Start of Data to examine
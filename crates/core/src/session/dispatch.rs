//! Session-level message processors.
//!
//! States decide *whether* a message moves the machine; the processors here
//! do the work shared by every state that accepts the message. Messages
//! without a processor are handled entirely by the states.

use crate::channel::{ChannelRole, ModuleType};
use crate::config::SessionRole;
use crate::device::DeviceState;
use crate::error::{CastError, EventCode};
use crate::protocol::{Action, feature};
use crate::session::worker::{ModuleState, SessionCore, media_modules};
use crate::session::listener::event;
use crate::session::message::{Message, MessageId};

pub(crate) type Processor = fn(&mut SessionCore, &Message) -> bool;

/// The processor for `id`, if it has one.
pub(crate) fn processor(id: MessageId) -> Option<Processor> {
    let processor: Processor = match id {
        MessageId::Auth => process_auth,
        MessageId::Setup => process_setup,
        MessageId::SetupSuccess => process_setup_success,
        MessageId::Play => process_play,
        MessageId::Pause => process_pause,
        MessageId::PlayReq => process_play_req,
        MessageId::PauseReq => process_pause_req,
        MessageId::Disconnect => process_disconnect,
        MessageId::ConnectTimeout => process_connect_timeout,
        MessageId::Error => process_error,
        MessageId::ProcessTriggerReq => process_trigger_req,
        MessageId::PeerRenderReady => process_peer_render_ready,
        MessageId::SetSurface => process_set_surface,
        MessageId::DeliverInputEvent => process_deliver_input_event,
        MessageId::RtspData => process_rtsp_data,
        MessageId::Connect
        | MessageId::SetupFailed
        | MessageId::SetupDone
        | MessageId::StreamRecvActionEventFromPeers
        | MessageId::StreamSendActionEventToPeers
        | MessageId::StreamChannelCreate
        | MessageId::SetCastMode
        | MessageId::UpdateFeatures => return None,
    };
    Some(processor)
}

/// Run the processor for `message`. A message without one is reported and
/// yields `false`.
pub(crate) fn process_state_event(core: &mut SessionCore, message: &Message) -> bool {
    match processor(message.id) {
        Some(processor) => processor(core, message),
        None => {
            tracing::warn!(message = ?message.id, "no processor for message");
            false
        }
    }
}

fn process_auth(core: &mut SessionCore, message: &Message) -> bool {
    let device_id = message.str_arg.as_str();
    let Some(device) = core.device_manager.get_device(device_id) else {
        tracing::error!(device_id, "auth for unknown device");
        core.shared.listeners.notify_device_state(
            DeviceState::Disconnected,
            device_id,
            EventCode::DeviceNotFound,
        );
        return false;
    };
    if !core.shared.devices.contains(device_id)
        && let Err(e) = core.shared.devices.insert(device, DeviceState::Authing)
    {
        tracing::warn!(device_id, error = %e, "device entry not added");
    }
    core.notify_device(device_id, DeviceState::Authing, EventCode::None);
    true
}

fn process_setup(core: &mut SessionCore, _message: &Message) -> bool {
    let Some(channel) = core.channels.channel(ModuleType::Rtsp) else {
        tracing::error!("negotiation channel missing at setup");
        return false;
    };
    let Some(device) = core.shared.devices.first().map(|d| d.device) else {
        tracing::error!("no device at setup");
        return false;
    };

    if core.config.role == SessionRole::Source {
        let modules = media_modules(core.config.link_type, core.local_params.split_ports());
        let mut ports = Vec::with_capacity(modules.len());
        for module in modules {
            match core.open_channel(module, ChannelRole::Sender, &device, 0) {
                Ok(port) => {
                    core.media_pending.insert(module);
                    ports.push((module, port));
                }
                Err(e) => {
                    tracing::error!(?module, error = %e, "media channel request failed");
                    core.media_state = ModuleState::Failed;
                    return false;
                }
            }
        }
        for (module, port) in &ports {
            match module {
                ModuleType::Audio => core.local_params.media_port.audio = *port,
                _ => core.local_params.media_port.video = *port,
            }
        }
        if ports.len() == 1 {
            core.local_params.media_port.audio = core.local_params.media_port.video;
        }
        core.media_state = ModuleState::Starting;

        if core.local_params.features.contains(feature::REMOTE_CONTROL) {
            match core.open_channel(ModuleType::RemoteControl, ChannelRole::Sender, &device, 0) {
                Ok(port) => {
                    core.local_params.rc_port = port;
                    core.rc_state = ModuleState::Starting;
                }
                Err(e) => {
                    tracing::warn!(error = %e, "remote control unavailable, not offering it");
                    core.local_params.features.remove(feature::REMOTE_CONTROL);
                }
            }
        }
    }

    if let Some(manager) = core.shared.stream_manager() {
        core.local_params.player_capability = manager.player_capability();
    }
    core.local_params.projection_mode = core.cast_mode;

    let params = core.local_params.clone();
    let session_key = core.session_key.clone();
    let Some(controller) = core.controller.as_mut() else {
        tracing::error!("no protocol controller at setup");
        return false;
    };
    match controller.start(Some(channel), params, &session_key) {
        Ok(()) => true,
        Err(e) => {
            tracing::error!(error = %e, "negotiation start failed");
            false
        }
    }
}

fn process_setup_success(core: &mut SessionCore, message: &Message) -> bool {
    match ModuleType::from_code(message.arg1) {
        Some(module) if module.is_media() => {
            core.media_pending.remove(&module);
            if core.media_pending.is_empty() && core.media_state == ModuleState::Starting {
                core.media_state = ModuleState::Success;
                tracing::info!(session_id = core.session_id, "media channels ready");
            }
        }
        Some(ModuleType::RemoteControl) => {
            if core.rc_state == ModuleState::Starting {
                core.rc_state = ModuleState::Success;
                tracing::info!(session_id = core.session_id, "remote control channel ready");
            }
        }
        Some(ModuleType::Stream) => {
            tracing::info!(session_id = core.session_id, "stream channel ready");
        }
        module => tracing::debug!(?module, "setup success"),
    }
    true
}

/// Send `action` for `message`. A request still in flight holds the
/// message back until it is answered.
fn send_action(core: &mut SessionCore, action: Action, message: &Message) -> bool {
    let Some(controller) = core.controller.as_mut() else {
        tracing::warn!(?action, "no negotiation running");
        return false;
    };
    match controller.action(action) {
        Ok(()) => true,
        Err(CastError::RequestPending(method)) => {
            tracing::debug!(?action, pending = %method, "action waits for answer");
            core.stall(message);
            false
        }
        Err(e) => {
            tracing::warn!(?action, error = %e, "action not sent");
            false
        }
    }
}

fn process_play(core: &mut SessionCore, message: &Message) -> bool {
    send_action(core, Action::Play, message)
}

fn process_pause(core: &mut SessionCore, message: &Message) -> bool {
    send_action(core, Action::Pause, message)
}

fn process_play_req(core: &mut SessionCore, _message: &Message) -> bool {
    tracing::info!(session_id = core.session_id, "peer requested play");
    true
}

fn process_pause_req(core: &mut SessionCore, _message: &Message) -> bool {
    tracing::info!(session_id = core.session_id, "peer requested pause");
    true
}

fn process_disconnect(core: &mut SessionCore, message: &Message) -> bool {
    let from_peer = message.event_code == EventCode::PeerDisconnected;
    if !from_peer
        && core
            .controller
            .as_ref()
            .is_some_and(|c| c.is_established())
    {
        send_action(core, Action::Teardown, message);
    }
    core.pending_event = message.event_code;
    tracing::info!(session_id = core.session_id, from_peer, "disconnect");
    true
}

fn process_connect_timeout(core: &mut SessionCore, message: &Message) -> bool {
    tracing::warn!(
        session_id = core.session_id,
        device_id = %message.str_arg,
        "connect attempt timed out"
    );
    core.pending_event = EventCode::ConnectionFailed;
    true
}

fn process_error(core: &mut SessionCore, message: &Message) -> bool {
    let code = match message.event_code {
        EventCode::None => EventCode::ProtocolError,
        code => code,
    };
    tracing::error!(
        session_id = core.session_id,
        event_code = code.code(),
        module = message.arg1,
        detail = %message.str_arg,
        "session error"
    );
    core.pending_event = code;
    true
}

fn process_trigger_req(core: &mut SessionCore, message: &Message) -> bool {
    tracing::info!(session_id = core.session_id, method = %message.str_arg, "peer trigger ignored");
    true
}

fn process_peer_render_ready(core: &mut SessionCore, _message: &Message) -> bool {
    if !core.is_support_feature(feature::RENDER_READY) {
        tracing::debug!("render ready not negotiated");
        return false;
    }
    if let Some(manager) = core.shared.stream_manager() {
        manager.on_render_ready();
    }
    let json = serde_json::json!({ "sessionId": core.session_id });
    core.shared
        .listeners
        .notify_event(event::RENDER_READY, &json.to_string());
    true
}

fn process_set_surface(core: &mut SessionCore, message: &Message) -> bool {
    match core.shared.renderer() {
        Some(renderer) => {
            renderer.set_surface(&message.str_arg);
            true
        }
        None => {
            tracing::warn!("surface set without a renderer");
            false
        }
    }
}

fn process_deliver_input_event(core: &mut SessionCore, message: &Message) -> bool {
    if core.rc_state != ModuleState::Success {
        tracing::debug!("remote control not ready, dropping input event");
        return false;
    }
    let Some(channel) = core.channels.channel(ModuleType::RemoteControl) else {
        return false;
    };
    match channel.send(message.str_arg.as_bytes()) {
        Ok(()) => true,
        Err(e) => {
            tracing::warn!(error = %e, "input event not sent");
            false
        }
    }
}

fn process_rtsp_data(core: &mut SessionCore, message: &Message) -> bool {
    match core.controller.as_mut() {
        Some(controller) => {
            controller.on_data(message.str_arg.as_bytes());
            true
        }
        None => {
            tracing::debug!("negotiation data without a controller");
            false
        }
    }
}

/// Start a stream channel: listen when `port` is 0, else connect to it.
/// Returns the bound or target port.
pub(crate) fn create_stream_channel(core: &mut SessionCore, port: u16) -> Option<u16> {
    let device = core.shared.devices.first()?.device;
    let role = if port == 0 {
        ChannelRole::Sender
    } else {
        ChannelRole::Receiver
    };
    match core.open_channel(ModuleType::Stream, role, &device, port) {
        Ok(port) => Some(port),
        Err(e) => {
            tracing::error!(port, error = %e, "stream channel request failed");
            None
        }
    }
}

pub(crate) fn stream_manager_action(core: &SessionCore, action: &str) {
    if let Some(manager) = core.shared.stream_manager() {
        manager.on_peer_action(action);
    }
    core.shared
        .listeners
        .notify_event(event::STREAM_ACTION, action);
}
End of Data to examine
> **What you have to do**
From the data above, gather every line that includes the word "json".

> **Reply to the exercise**
    let json = serde_json::json!({ "sessionId": core.session_id });
        .notify_event(event::RENDER_READY, &json.to_string());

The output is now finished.